1. Bidang Sosiolinguistik
Bahasa yang kita gunakan adalah sama seperti suara binatang-binatang yang dihasilkan ( tidak dapat mengendalikan). Ketika seekor anjing sedang mencari anak atau menggeram di tengah malam, itu sedang mengomunikasikan sesuatu ke anjing lain dan untuk lingkungannya. Ketika seorang siswa berkata di depan teman sekelasnya bahwa guru akan datang, dia sedang mengomunikasikan sesuatu. Dengan demikian, gonggongan dari anjing dan perkataan dari siswa adalah semua bentuk dari komunikasi. Mereka adalah bentuk dari komunkasi karena melalui gonggongan dan perkataan, pesan-pesan terkirim, dari seekor binatang ke lainnya dan dari seorang manusia ke manusia lain.
Perkembangan bahasa lthough dan penggunaan adalah topik penyelidikan di berbagai bidang, Sosiolinguistik modern (selanjutnya dimaksud dengan Sosiolinguistik) dikembangkan pada abad ke-20. Koerner (1991) menempatkan Sosiolinguistik terutama dalam disiplin linguistik; ia menceritakan Sosiolinguistik sebagai beragam bidang studi yang muncul dari tradisi Sebelumnya pada linguistik historis, dialek geografi, dan studi tentang bilingualisme dan multibahasa.
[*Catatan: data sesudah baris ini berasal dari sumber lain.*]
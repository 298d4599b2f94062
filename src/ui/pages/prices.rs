use dioxus::prelude::*;

use crate::{
    domain::{city_summary, AppState},
    ui::components::results_table::{CitySummaryTable, ResultsTable},
    ui::components::toast::{push_toast, ToastKind, ToastMessage},
    ui::theme,
    util::export,
};

#[component]
pub fn PricesPage() -> Element {
    let state = use_context::<Signal<AppState>>();
    let toasts = use_context::<Signal<Vec<ToastMessage>>>();
    let scan_request = use_context::<Signal<Option<u64>>>();
    let scan_ticket = use_signal(|| 0_u64);

    let scanning = state.with(|st| st.scanning);
    let has_results = state.with(|st| st.has_results());
    let rows = state.with(|st| st.rows.clone());
    let summary = city_summary(&rows);

    let on_scan = {
        let toasts = toasts.clone();
        let mut scan_request = scan_request.clone();
        let mut scan_ticket = scan_ticket.clone();
        move |_| {
            if scanning {
                return;
            }
            push_toast(
                toasts.clone(),
                ToastKind::Info,
                "Obteniendo precios y procesando información...",
            );
            let ticket = scan_ticket() + 1;
            scan_ticket.set(ticket);
            scan_request.set(Some(ticket));
        }
    };

    let on_download = {
        let state = state.clone();
        let toasts = toasts.clone();
        move |_| {
            let rows = state.with(|st| st.rows.clone());
            if rows.is_empty() {
                return;
            }
            match export::save_table(&rows) {
                Ok(path) => push_toast(
                    toasts.clone(),
                    ToastKind::Success,
                    format!("Excel guardado en {}", path.display()),
                ),
                Err(error) => push_toast(
                    toasts.clone(),
                    ToastKind::Error,
                    format!("No se pudo guardar el Excel: {error}"),
                ),
            }
        }
    };

    rsx! {
        div { class: "page",
            header { class: "page-header",
                div {
                    h1 { "Precios del Marketplace" }
                    p { class: "{theme::TEXT_MUTED}",
                        "Consulta precios actualizados por ciudad y descarga el Excel. Los nombres salen del items.json local."
                    }
                }
                button {
                    class: "{theme::BTN_PRIMARY}",
                    disabled: scanning,
                    onclick: on_scan,
                    if scanning { "Consultando..." } else { "🔄 Generar precios actualizados" }
                }
            }

            if scanning {
                div { class: "{theme::PANEL_MUTED}", "Consultando la API de precios, esto puede tardar unos segundos..." }
            } else if !has_results {
                div { class: "{theme::PANEL_MUTED}",
                    "Sin datos todavía. Genera precios actualizados para ver la tabla."
                }
            } else {
                section { class: "{theme::PANEL}",
                    h2 { class: "{theme::SECTION_TITLE}", "Resultados" }
                    ResultsTable { rows: rows.clone() }
                    button {
                        class: "{theme::BTN_GHOST}",
                        onclick: on_download,
                        "📥 Descargar Excel"
                    }
                }

                section { class: "{theme::PANEL}",
                    h2 { class: "{theme::SECTION_TITLE}", "🏆 Top Ganancias por Ciudad" }
                    CitySummaryTable { rows: summary }
                }
            }
        }
    }
}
Ferdinand de Saussure (seperti yang terlihat di tahun 1923 edisi kuliah, diterbitkan secara anumerta) mengembangkan teori Semiotika dan strukturalisme yang mempengaruhi jalannya teori linguistik modern dan pemikiran sosiolinguistik modern. Dia menegaskan sifat sewenang-wenang tanda yang melekat signified serta pentingnya mempertimbangkan bagaimana waktu dan keragaman geografis Mempengaruhi perubahan linguistik.